La Iglesia Católica Argentina ha lanzado una dura crítica al gobierno de Javier Milei, expresando su profunda preocupación por el avance del narcotráfico en los barrios más vulnerables del país. A través de un comunicado de la Conferencia Episcopal Argentina (CEA), los obispos alertaron sobre el «retiro del Estado» en materia de prevención y asistencia, señalando que esta ausencia equivale a «una forma indirecta de condenar a la muerte a muchos jóvenes».

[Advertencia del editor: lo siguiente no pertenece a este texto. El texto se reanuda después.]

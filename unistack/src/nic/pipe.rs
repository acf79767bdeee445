//! An in-memory wire between two interfaces.
//!
//! Each end owns a [`BufferStore`] from which it lends receive buffers, just like a real card
//! fills its receive ring. Transmitted frames are copied onto the wire, after which the packet is
//! dropped and its buffer released.
//!
//! [`BufferStore`]: ../../storage/struct.BufferStore.html
use core::cell::RefCell;

use alloc::boxed::Box;
use alloc::collections::VecDeque;
use alloc::rc::Rc;
use alloc::sync::Arc;
use alloc::vec::Vec;

use crate::layer::Result;
use crate::storage::{BufferStore, Layer, Packet, Status};
use super::{Device, Loss, Personality, Recv, Send};

type Wire = Rc<RefCell<VecDeque<Vec<u8>>>>;

/// One end of a point to point link.
pub struct Pipe {
    store: Arc<BufferStore>,
    mtu: usize,
    inbox: Wire,
    outbox: Wire,
    loss: Option<Box<dyn Loss>>,
    stats: Stats,
}

/// Frame counters of one end.
#[derive(Clone, Copy, Debug, Default, PartialEq, Eq)]
pub struct Stats {
    pub tx_frames: usize,
    pub rx_frames: usize,
    /// Frames discarded by the loss filter on transmission.
    pub lost: usize,
    /// Received frames dropped for lack of a buffer or for exceeding the buffer size.
    pub rx_dropped: usize,
}

impl Pipe {
    /// Create both ends of a link.
    pub fn pair(a: Arc<BufferStore>, b: Arc<BufferStore>, mtu: usize) -> (Pipe, Pipe) {
        let forward = Wire::default();
        let backward = Wire::default();
        let first = Pipe::end(a, mtu, backward.clone(), forward.clone());
        let second = Pipe::end(b, mtu, forward, backward);
        (first, second)
    }

    fn end(store: Arc<BufferStore>, mtu: usize, inbox: Wire, outbox: Wire) -> Pipe {
        Pipe {
            store,
            mtu,
            inbox,
            outbox,
            loss: None,
            stats: Stats::default(),
        }
    }

    /// Filter the frames transmitted from this end.
    pub fn set_loss(&mut self, loss: impl Loss + 'static) {
        self.loss = Some(Box::new(loss));
    }

    /// Stop dropping frames.
    pub fn clear_loss(&mut self) {
        self.loss = None;
    }

    pub fn stats(&self) -> Stats {
        self.stats
    }

    /// The number of frames waiting to be received by this end.
    pub fn pending(&self) -> usize {
        self.inbox.borrow().len()
    }

    pub fn store(&self) -> &Arc<BufferStore> {
        &self.store
    }
}

impl Device for Pipe {
    fn personality(&self) -> Personality {
        Personality { mtu: self.mtu }
    }

    fn tx(&mut self, max: usize, mut sender: impl Send) -> Result<usize> {
        let mut count = 0;
        while count < max {
            let packet = match sender.send() {
                Some(packet) => packet,
                None => break,
            };
            count += 1;

            let frame = packet.data().to_vec();
            // Transmission is complete, the buffer goes home with the last view.
            drop(packet);

            if frame.len() > self.mtu {
                net_debug!("pipe: frame of {} bytes exceeds mtu {}", frame.len(), self.mtu);
                continue;
            }

            if let Some(loss) = self.loss.as_mut() {
                if loss.lose(&frame) {
                    self.stats.lost += 1;
                    continue;
                }
            }

            self.stats.tx_frames += 1;
            self.outbox.borrow_mut().push_back(frame);
        }
        Ok(count)
    }

    fn rx(&mut self, max: usize, mut receptor: impl Recv) -> Result<usize> {
        let mut count = 0;
        while count < max {
            let frame = match self.inbox.borrow_mut().pop_front() {
                Some(frame) => frame,
                None => break,
            };
            count += 1;

            let mut buffer = match BufferStore::lend(&self.store) {
                Ok(buffer) => buffer,
                Err(err) => {
                    net_debug!("pipe: dropping received frame, {}", err);
                    self.stats.rx_dropped += 1;
                    continue;
                },
            };

            if frame.len() > buffer.len() {
                self.stats.rx_dropped += 1;
                continue;
            }

            buffer[..frame.len()].copy_from_slice(&frame);
            let packet = Packet::new(buffer, frame.len(), Status::Upstream);
            packet.mark(Layer::Link);
            self.stats.rx_frames += 1;
            receptor.receive(packet);
        }
        Ok(count)
    }
}

#[cfg(test)]
mod tests {
    use super::*;
    use crate::layer::FnHandler;
    use crate::storage::{BufferConfig, ReleasePolicy};

    fn store(count: usize) -> Arc<BufferStore> {
        Arc::new(BufferStore::new(BufferConfig {
            buffer_size: 128,
            buffer_count: count,
            pools: 1,
            release_policy: ReleasePolicy::Panic,
        }))
    }

    fn outgoing(store: &Arc<BufferStore>, content: &[u8]) -> Packet {
        let packet = Packet::with_headroom(store, 0).unwrap();
        packet.set_size(content.len());
        packet.data_mut().copy_from_slice(content);
        packet
    }

    #[test]
    fn frames_cross_and_buffers_return() {
        let (left_store, right_store) = (store(2), store(2));
        let (mut left, mut right) = Pipe::pair(left_store.clone(), right_store.clone(), 128);

        let mut queue = vec![outgoing(&left_store, b"hello"), outgoing(&left_store, b"world")];
        queue.reverse();
        assert_eq!(left_store.available(), 0);
        assert_eq!(left.tx(10, FnHandler(|| queue.pop())), Ok(2));
        assert_eq!(left_store.available(), 2);
        assert_eq!(right.pending(), 2);

        let mut received = Vec::new();
        assert_eq!(right.rx(10, FnHandler(|packet: Packet| {
            assert_eq!(packet.status(), Status::Upstream);
            received.push(packet.data().to_vec());
        })), Ok(2));
        assert_eq!(received, vec![b"hello".to_vec(), b"world".to_vec()]);
        assert_eq!(right_store.available(), 2);
    }

    #[test]
    fn exhaustion_drops_frame() {
        let (left_store, right_store) = (store(2), store(1));
        let (mut left, mut right) = Pipe::pair(left_store.clone(), right_store, 128);

        let mut queue = vec![outgoing(&left_store, b"a"), outgoing(&left_store, b"b")];
        left.tx(10, FnHandler(|| queue.pop())).unwrap();

        let mut held = Vec::new();
        right.rx(10, FnHandler(|packet: Packet| held.push(packet))).unwrap();
        assert_eq!(held.len(), 1);
        assert_eq!(right.stats().rx_dropped, 1);
    }

    #[test]
    fn loss_filter() {
        let (left_store, right_store) = (store(4), store(4));
        let (mut left, right) = Pipe::pair(left_store.clone(), right_store, 128);
        left.set_loss(|frame: &[u8]| frame[0] == b'x');

        let mut queue = vec![outgoing(&left_store, b"x"), outgoing(&left_store, b"y")];
        left.tx(10, FnHandler(|| queue.pop())).unwrap();
        assert_eq!(left.stats().lost, 1);
        assert_eq!(left.stats().tx_frames, 1);
        assert_eq!(right.pending(), 1);
    }
}
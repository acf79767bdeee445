use crate::time::Duration;

/// Tunables of a TCP engine, shared by all of its connections.
#[derive(Clone, Copy, Debug, PartialEq, Eq)]
pub struct Config {
    /// The largest segment payload we are willing to receive, announced in the MSS option.
    pub mss: u16,

    /// Bytes of receive buffer per connection. Also bounds the advertised window.
    pub receive_buffer: usize,

    /// The initial congestion window, in segments.
    pub initial_window_segments: u32,

    /// Retransmissions of a data segment before the connection is aborted.
    pub retransmit_limit: u32,

    /// Retransmissions of a SYN before the connection attempt fails.
    pub syn_retransmit_limit: u32,

    pub min_rto: Duration,
    pub max_rto: Duration,
    pub initial_rto: Duration,

    /// Maximum segment lifetime. `TIME-WAIT` lasts twice as long.
    pub msl: Duration,

    /// Delay of acknowledgements for in-order data, `None` acknowledges every segment at once.
    pub delayed_ack: Option<Duration>,

    /// Half-open connections a listener may hold.
    pub syn_backlog: usize,

    /// Answer segments for unknown connections with a reset.
    pub reset_unknown: bool,

    /// Send new data on the first two duplicate acknowledgements (RFC 3042).
    pub limited_transmit: bool,

    /// Secret key of the initial sequence number generator.
    ///
    /// Without a key one is derived from the standard library's random hasher state, or with
    /// `no_std` a fixed key is used.
    pub isn_key: Option<[u8; 16]>,
}

impl Default for Config {
    fn default() -> Self {
        Config {
            mss: 1460,
            receive_buffer: 64 * 1024,
            initial_window_segments: 3,
            retransmit_limit: 15,
            syn_retransmit_limit: 5,
            min_rto: Duration::from_secs(1),
            max_rto: Duration::from_secs(60),
            initial_rto: Duration::from_secs(1),
            msl: Duration::from_secs(30),
            delayed_ack: Some(Duration::from_millis(40)),
            syn_backlog: 64,
            reset_unknown: true,
            limited_transmit: true,
            isn_key: None,
        }
    }
}
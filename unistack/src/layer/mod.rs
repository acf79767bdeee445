//! The protocol layers.
//!
//! Each layer is an endpoint holding the configuration and state of one protocol. Receiving
//! peels the layer's header off a [`storage::Packet`] and records its position with a marker,
//! sending prepends the header into the headroom of the packet. No layer copies payload data.
//!
//! [`storage::Packet`]: ../storage/struct.Packet.html
pub mod eth;
pub mod ip;
pub mod tcp;

use core::fmt;

use crate::storage::BufferError;
use crate::wire;

/// Errors of the processing layers.
#[derive(Clone, Copy, Debug, PartialEq, Eq, Hash)]
pub enum Error {
    /// The packet or operation violates the protocol.
    Illegal,

    /// The buffer is too small for the operation.
    BadSize,

    /// No route or neighbor for the destination.
    Unreachable,

    /// Some resource, usually buffers, ran out.
    Exhausted,
}

/// The result type of the layers.
pub type Result<T> = core::result::Result<T, Error>;

/// Wraps a closure so that it can act as a handler of a layer.
pub struct FnHandler<F>(pub F);

impl From<wire::Error> for Error {
    fn from(_: wire::Error) -> Self {
        Error::Illegal
    }
}

impl From<BufferError> for Error {
    fn from(_: BufferError) -> Self {
        Error::Exhausted
    }
}

impl fmt::Display for Error {
    fn fmt(&self, f: &mut fmt::Formatter) -> fmt::Result {
        match self {
            Error::Illegal => write!(f, "illegal packet or operation"),
            Error::BadSize => write!(f, "buffer too small"),
            Error::Unreachable => write!(f, "destination unreachable"),
            Error::Exhausted => write!(f, "resources exhausted"),
        }
    }
}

La CEA, presidida por el arzobispo de Mendoza, Marcelo Colombo, denunció que el narcotráfico está ocupando los espacios vacíos dejados por el Estado, convirtiéndose en una suerte de «Estado paralelo» que ofrece a los jóvenes una vida aparentemente mejor a cambio de su dignidad, libertad y, en muchos casos, sus vidas. Los obispos reclamaron mayor financiamiento para las organizaciones que trabajan en la contención y recuperación de jóvenes adictos, advirtiendo que la falta de recursos pone en riesgo la labor de voluntarios y equipos especializados.
Esta declaración se produce tras la publicación de un impactante informe del Centro de Investigación y Acción Social (CIAS) y Fundar, que revela el devastador impacto del narcotráfico en los barrios populares del AMBA. El estudio, basado en encuestas y entrevistas a jóvenes de entre 16 y 24 años, muestra cómo el consumo de drogas se ha generalizado a edades cada vez más tempranas, conduciendo a la participación en actividades delictivas y al abandono escolar.
La Iglesia, que desde hace años trabaja en la primera línea de contención a través de parroquias, hogares de Cristo y otras organizaciones, reafirmó su compromiso en la lucha contra este flagelo. Los obispos instaron a las autoridades nacionales, provinciales y municipales a reconocer y apoyar el trabajo que ya se realiza en el territorio, aportando los recursos necesarios para potenciarlo y ampliarlo. «Es fundamental cuidar y fortalecer estas comunidades que salvan vidas todos los días», enfatizaron.